*** Opening of RECORD EXTRACTS ***

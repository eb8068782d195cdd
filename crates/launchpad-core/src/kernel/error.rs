//! # Launchpad Kernel Errors
//!
//! [`Error`] is the top-level error of the bootstrap: it wraps the typed
//! errors of the plugin system and the configuration layer so the binary can
//! report either with `?`.
use std::result::Result as StdResult;

use thiserror::Error as ThisError;

use crate::config::ConfigError;
use crate::plugin_system::error::PluginSystemError;

#[derive(Debug, ThisError)]
pub enum Error {
    /// Specific, typed plugin system error
    #[error("Plugin system error: {0}")]
    PluginSystem(#[from] PluginSystemError),

    /// Configuration could not be loaded
    #[error("Configuration error: {0}")]
    Config(#[from] ConfigError),

    /// Generic error with message
    #[error("Error: {0}")]
    Other(String),
}

/// Shorthand for Result with our Error type
pub type Result<T> = StdResult<T, Error>;
//! # Launchpad Core Kernel
//!
//! The `kernel` module wires the plugin system together for a host.
//!
//! - **Bootstrap**: [`Launcher`](bootstrap::Launcher) is the explicit context
//!   object built from a [`LaunchConfig`](crate::config::LaunchConfig) and a
//!   [`LoaderCatalog`](crate::plugin_system::LoaderCatalog). It runs the
//!   discovery pipeline in the order hosts are expected to call it.
//! - **Core Constants**: names and the loader API version in `constants`.
//! - **Error Handling**: [`Error`](error::Error) and a `Result` alias.
pub mod bootstrap;
pub mod constants;
pub mod error;

pub use bootstrap::{Launcher, LoadReport};
pub use error::{Error, Result};
#![cfg(test)]

use std::any::Any;
use std::fs::{self, File};
use std::io::Write;
use std::path::{Path, PathBuf};
use std::sync::{Arc, Mutex};

use zip::write::SimpleFileOptions;

use crate::plugin_system::environment::Environment;
use crate::plugin_system::error::PluginSystemError;
use crate::plugin_system::manifest::MANIFEST_PATH;
use crate::plugin_system::registry::LoaderCatalog;
use crate::plugin_system::resource::{PluginResource, ResourceKind};
use crate::plugin_system::traits::{LanguageLoader, PluginCandidate, PluginContainer};

/// Shared call journal, one entry per loader callback: `"<loader>:<call>"`.
pub type Journal = Arc<Mutex<Vec<String>>>;

pub fn journal() -> Journal {
    Arc::new(Mutex::new(Vec::new()))
}

pub fn entries(journal: &Journal) -> Vec<String> {
    journal.lock().unwrap().clone()
}

pub fn write_jar(root: &Path, name: &str, manifest: &str) -> PathBuf {
    let path = root.join(name);
    let mut writer = zip::ZipWriter::new(File::create(&path).unwrap());
    let options = SimpleFileOptions::default();
    writer.add_directory("META-INF/", options).unwrap();
    writer.start_file(MANIFEST_PATH, options).unwrap();
    writer.write_all(manifest.as_bytes()).unwrap();
    writer.start_file("com/example/Main.class", options).unwrap();
    writer.write_all(&[0xca, 0xfe, 0xba, 0xbe]).unwrap();
    writer.finish().unwrap();
    path
}

pub fn write_plain_dir(root: &Path, name: &str) -> PathBuf {
    let dir = root.join(name);
    fs::create_dir_all(&dir).unwrap();
    fs::write(dir.join("notes.txt"), "no descriptor here").unwrap();
    dir
}

#[derive(Debug)]
pub struct JournalContainer {
    pub id: String,
    pub source: PathBuf,
}

impl PluginContainer for JournalContainer {
    fn id(&self) -> &str {
        &self.id
    }

    fn version(&self) -> &str {
        "1.0.0"
    }

    fn source(&self) -> &Path {
        &self.source
    }

    fn as_any(&self) -> &dyn Any {
        self
    }
}

/// Loader that records every callback. With `directory_fallback` it also
/// claims any directory resource, the way convention-based loaders do.
pub struct JournalLoader {
    pub name: String,
    pub directory_fallback: bool,
    pub journal: Journal,
}

impl JournalLoader {
    fn record(&self, call: &str) {
        self.journal.lock().unwrap().push(format!("{}:{}", self.name, call));
    }
}

impl LanguageLoader for JournalLoader {
    fn name(&self) -> &str {
        &self.name
    }

    fn initialize(&mut self, _environment: &Environment) -> Result<(), PluginSystemError> {
        self.record("initialize");
        Ok(())
    }

    fn claim_resources(&self, _environment: &Environment, resources: &[PluginResource]) -> Vec<PluginCandidate> {
        let offered: Vec<String> = resources.iter().map(|r| r.file_name()).collect();
        self.record(&format!("claim[{}]", offered.join(",")));
        resources
            .iter()
            .filter(|r| {
                r.declares_loader(&self.name) || (self.directory_fallback && r.kind() == ResourceKind::Directory)
            })
            .map(|r| PluginCandidate::new(r.clone(), self.name.as_str()))
            .collect()
    }

    fn create_container(
        &self,
        _environment: &Environment,
        candidate: &PluginCandidate,
    ) -> Result<Box<dyn PluginContainer>, PluginSystemError> {
        let resource = candidate.resource();
        self.record(&format!("create[{}]", resource.file_name()));
        Ok(Box::new(JournalContainer {
            id: resource.file_name(),
            source: resource.root_path().to_path_buf(),
        }))
    }
}

/// Catalog with `"java"` registered before `"script"`.
pub fn java_then_script(journal: &Journal, script_fallback: bool) -> LoaderCatalog {
    let java_journal = journal.clone();
    let script_journal = journal.clone();
    LoaderCatalog::new()
        .with("java", move || {
            Box::new(JournalLoader {
                name: "java".to_string(),
                directory_fallback: false,
                journal: java_journal.clone(),
            }) as Box<dyn LanguageLoader>
        })
        .with("script", move || {
            Box::new(JournalLoader {
                name: "script".to_string(),
                directory_fallback: script_fallback,
                journal: script_journal.clone(),
            }) as Box<dyn LanguageLoader>
        })
}
#![cfg(test)]

use std::fs;

use tempfile::tempdir;

use super::common::{java_then_script, journal, write_jar, write_plain_dir};
use crate::config::LaunchConfig;
use crate::kernel::bootstrap::Launcher;

#[test]
fn test_json_config_drives_the_launcher() {
    let workspace = tempdir().unwrap();
    let game = workspace.path().join("game");
    fs::create_dir(&game).unwrap();
    write_jar(&game, "pluginA.jar", "Plugin-Loader: java\nMixinConfigs: a.mixins.json\n");
    write_plain_dir(&game, "pluginB.dir");

    let extras = workspace.path().join("extras");
    fs::create_dir(&extras).unwrap();
    write_jar(&extras, "extra.jar", "Plugin-Loader: script\n");

    fs::write(workspace.path().join("loaders.services"), "script\njava\n").unwrap();
    let config_path = workspace.path().join("launchpad.json");
    fs::write(
        &config_path,
        r#"{
            "game_directory": "game",
            "extra_resources": ["extras/extra.jar"],
            "services_manifest": "loaders.services",
            "properties": { "side": "server" }
        }"#,
    )
    .unwrap();

    let config = LaunchConfig::load(&config_path).unwrap();
    let calls = journal();
    let launcher = Launcher::new(config, java_then_script(&calls, false)).unwrap();
    assert_eq!(launcher.catalog().names(), vec!["script", "java"]);
    assert_eq!(launcher.environment().property("side"), Some("server"));

    let report = launcher.load_plugins(None).unwrap();
    let loaded: Vec<(&str, &str)> = report
        .containers
        .iter()
        .map(|l| (l.loader.as_str(), l.container.id()))
        .collect();
    assert_eq!(loaded, vec![("script", "extra.jar"), ("java", "pluginA.jar")]);
    assert_eq!(report.unclaimed.len(), 1);

    let launch = launcher.launch_resources(None).unwrap();
    assert_eq!(launch.len(), 1);
    assert_eq!(launch[0].name, "pluginA.jar");
}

*** Close of RECORD EXTRACTS ***

- WHAT YOU WILL DO -
Give back the entries above exactly as they are, from their first line through the line that contains "wraps the typed", both included, with nothing else.

- EXERCISE RESPONSE -
repository eb8068782d195cdd
filename crates/launchpad-core/src/kernel/error.rs
//! # Launchpad Kernel Errors
//!
//! [`Error`] is the top-level error of the bootstrap: it wraps the typed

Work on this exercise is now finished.